Of all the words written since the beginning of the pandemic or, to be more honest, since the scourge, in a Marco Polo u-turn, reached St. Mark's square and the Campo de Fiori in Rome, the remarks of the Pope have given me the most comfort. Francis says, anticipating an end to the crisis..."Tonight before falling asleep think about when we will return to the street....Every second will be precious. Swims at sea, the sun until late, sunsets, toasts, laughter. We will go back to laughing together." I appreciate especially "return to the street." Francis, despite his clerical costume, has a novelist's love for the world.
Every day that the virus claimed more lives, new flowers appeared in Berkeley. I was there making my annual March pilgrimage to celebrate the birthdays of my niece and my sister, this year turning 85. There were California poppies the color of tangerines. Enormous bushes of rosemary smelling like leg of lamb and bursting with purple blossoms. Jasmine and camellias. My sister sat in her recliner and took it all in. On St. Patrick's Day, she and I performed our own arrangement of "Danny Boy," until we were undone by the Irish tenor high notes. We fortified ourselves with cashews. We did our trademark imaginary tour of upper Broadway, seeing if we could remember all the stores and all the shopkeepers from the fifties. Every morning, my sister read the dire headlines in the Chronicle. We explained that there was a virus like a wildfire in the Sierras spreading out of control all over the world and she nodded. You couldn't tell if it registered, if it meant anything. But then again what did it mean to us? No more Thai food? No more browsing and people-watching at the bookstore? It's not like a terrorist attack. It dawns on you slowly, this new day.
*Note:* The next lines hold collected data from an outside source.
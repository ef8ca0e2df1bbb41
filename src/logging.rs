//! Logging for mobhunt.
//!
//! Everything goes through `tracing`. [`init`] installs the subscriber
//! (stderr, optionally JSON, optionally teed to a file) and [`HuntEvent`]
//! gives lifecycle events stable numeric IDs so they can be filtered:
//!
//! ```text
//! MOBHUNT_LOG=info mobhunt run --replay hunt.jsonl 2>&1 | grep 'MOBHUNT\[13'
//! ```

use std::fmt;
use std::fs::OpenOptions;
use std::path::PathBuf;
use std::sync::Mutex;

use chrono::{DateTime, Utc};
use serde::{Deserialize, Serialize};
use tracing::{error, info, warn};
use tracing_subscriber::layer::SubscriberExt;
use tracing_subscriber::util::SubscriberInitExt;
use tracing_subscriber::{fmt as tracing_fmt, EnvFilter, Layer, Registry};

use crate::config::LoggingConfig;
use crate::error::{Error, Result};

/// Environment variable checked before `RUST_LOG`.
pub const LOG_ENV: &str = "MOBHUNT_LOG";

// ============================================================================
// Subscriber
// ============================================================================

/// Subscriber options, from config plus command-line overrides.
#[derive(Debug, Clone, Default)]
pub struct LogOptions {
    pub level: String,
    pub json: bool,
    pub file: Option<PathBuf>,
}

impl LogOptions {
    pub fn from_config(config: &LoggingConfig) -> Self {
        Self {
            level: config.level.clone(),
            json: config.json,
            file: config.file.clone(),
        }
    }

    pub fn with_debug(mut self, debug: bool) -> Self {
        if debug {
            self.level = "debug".into();
        }
        self
    }

    pub fn with_json(mut self, json: bool) -> Self {
        self.json |= json;
        self
    }
}

/// Install the global subscriber. Call once.
pub fn init(options: &LogOptions) -> Result<()> {
    let filter = EnvFilter::try_from_env(LOG_ENV)
        .or_else(|_| EnvFilter::try_from_default_env())
        .or_else(|_| EnvFilter::try_new(&options.level))
        .map_err(|e| Error::Logging(format!("bad log filter '{}': {}", options.level, e)))?;

    let mut layers: Vec<Box<dyn Layer<Registry> + Send + Sync>> = Vec::new();
    if options.json {
        layers.push(tracing_fmt::layer().json().with_writer(std::io::stderr).boxed());
    } else {
        layers.push(
            tracing_fmt::layer()
                .with_target(false)
                .with_writer(std::io::stderr)
                .boxed(),
        );
    }

    if let Some(path) = &options.file {
        let file = OpenOptions::new().create(true).append(true).open(path)?;
        layers.push(
            tracing_fmt::layer()
                .json()
                .with_ansi(false)
                .with_writer(Mutex::new(file))
                .boxed(),
        );
    }

    tracing_subscriber::registry()
        .with(layers)
        .with(filter)
        .try_init()
        .map_err(|e| Error::Logging(e.to_string()))
}

// ============================================================================
// Lifecycle events
// ============================================================================

/// Event IDs for filtering.
#[derive(Debug, Clone, Copy, PartialEq, Eq, Serialize, Deserialize)]
#[repr(u32)]
pub enum EventId {
    // Informational (1000-1099)
    SessionStart = 1000,
    SessionPaused = 1001,
    SessionResumed = 1002,
    SessionStop = 1003,
    SearchStarted = 1010,
    SearchEnded = 1011,
    StatsEmitted = 1020,

    // Warnings (1100-1199)
    CaptureFault = 1100,
    InputFault = 1101,
    StatsWriteFailed = 1110,

    // Critical (1300-1399)
    SafetyTrip = 1300,
}

#[derive(Debug, Clone, Copy, PartialEq, Eq, PartialOrd, Ord, Serialize, Deserialize)]
pub enum LogLevel {
    Info,
    Warning,
    Critical,
}

impl fmt::Display for LogLevel {
    fn fmt(&self, f: &mut fmt::Formatter<'_>) -> fmt::Result {
        match self {
            LogLevel::Info => write!(f, "INFO"),
            LogLevel::Warning => write!(f, "WARNING"),
            LogLevel::Critical => write!(f, "CRITICAL"),
        }
    }
}

/// Structured lifecycle event
#[derive(Debug, Clone, Serialize, Deserialize)]
pub struct HuntEvent {
    pub timestamp: DateTime<Utc>,
    pub event_id: EventId,
    pub level: LogLevel,
    pub message: String,
    #[serde(skip_serializing_if = "Option::is_none")]
    pub session_id: Option<String>,
    #[serde(skip_serializing_if = "Option::is_none")]
    pub reason: Option<String>,
    #[serde(skip_serializing_if = "Option::is_none")]
    pub elapsed_secs: Option<f64>,
}

impl HuntEvent {
    pub fn new(event_id: EventId, level: LogLevel, message: impl Into<String>) -> Self {
        Self {
            timestamp: Utc::now(),
            event_id,
            level,
            message: message.into(),
            session_id: None,
            reason: None,
            elapsed_secs: None,
        }
    }

    pub fn info(event_id: EventId, message: impl Into<String>) -> Self {
        Self::new(event_id, LogLevel::Info, message)
    }

    pub fn warning(event_id: EventId, message: impl Into<String>) -> Self {
        Self::new(event_id, LogLevel::Warning, message)
    }

    pub fn critical(event_id: EventId, message: impl Into<String>) -> Self {
        Self::new(event_id, LogLevel::Critical, message)
    }

    pub fn with_session(mut self, session_id: impl Into<String>) -> Self {
        self.session_id = Some(session_id.into());
        self
    }

    pub fn with_reason(mut self, reason: impl Into<String>) -> Self {
        self.reason = Some(reason.into());
        self
    }

    pub fn with_elapsed(mut self, secs: f64) -> Self {
        self.elapsed_secs = Some(secs);
        self
    }

    /// `MOBHUNT[<id>] level=.. key=value .. msg=..`
    pub fn to_line(&self) -> String {
        let mut parts = vec![
            format!("MOBHUNT[{}]", self.event_id as u32),
            format!("level={}", self.level),
        ];

        if let Some(ref session) = self.session_id {
            parts.push(format!("session={}", &session[..8.min(session.len())]));
        }
        if let Some(ref reason) = self.reason {
            let escaped = reason.replace('"', "\\\"").replace('\n', " ");
            parts.push(format!("reason=\"{}\"", escaped));
        }
        if let Some(secs) = self.elapsed_secs {
            parts.push(format!("elapsed={:.1}s", secs));
        }

        parts.push(format!("msg={}", self.message));
        parts.join(" ")
    }

    /// Send to the tracing subscriber at the matching level.
    pub fn emit(&self) {
        let id = self.event_id as u32;
        let line = self.to_line();
        match self.level {
            LogLevel::Info => info!(event_id = id, "{}", line),
            LogLevel::Warning => warn!(event_id = id, "{}", line),
            LogLevel::Critical => error!(event_id = id, "{}", line),
        }
    }
}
At first, I kissed her forehead each time I entered her room and each time I left, marking the coming and going as if my sister were a mezuzah holding a sacred text. And maybe she is and maybe I am and maybe you are. But in the last days of the trip, I was no longer kissing my people. We were communicating our love for one another virtually, sometimes in words, but more often in chaste adoring glances like shy Victorians. I put my hand to my heart and she put her hand to her heart. When I sat opposite her on the final day before heading to the airport in Sacramento with my N95 mask and my supply of blue plastic gloves, she was leaning back in her chair under a wool blanket. She reached out from under the weight of it and grabbed my pinky finger with her pinky finger. We made a pinky promise, the way schoolgirls do, and despite the potential contagion of her skin touching my skin, we promised to love one another no matter the wreckage of this broken world.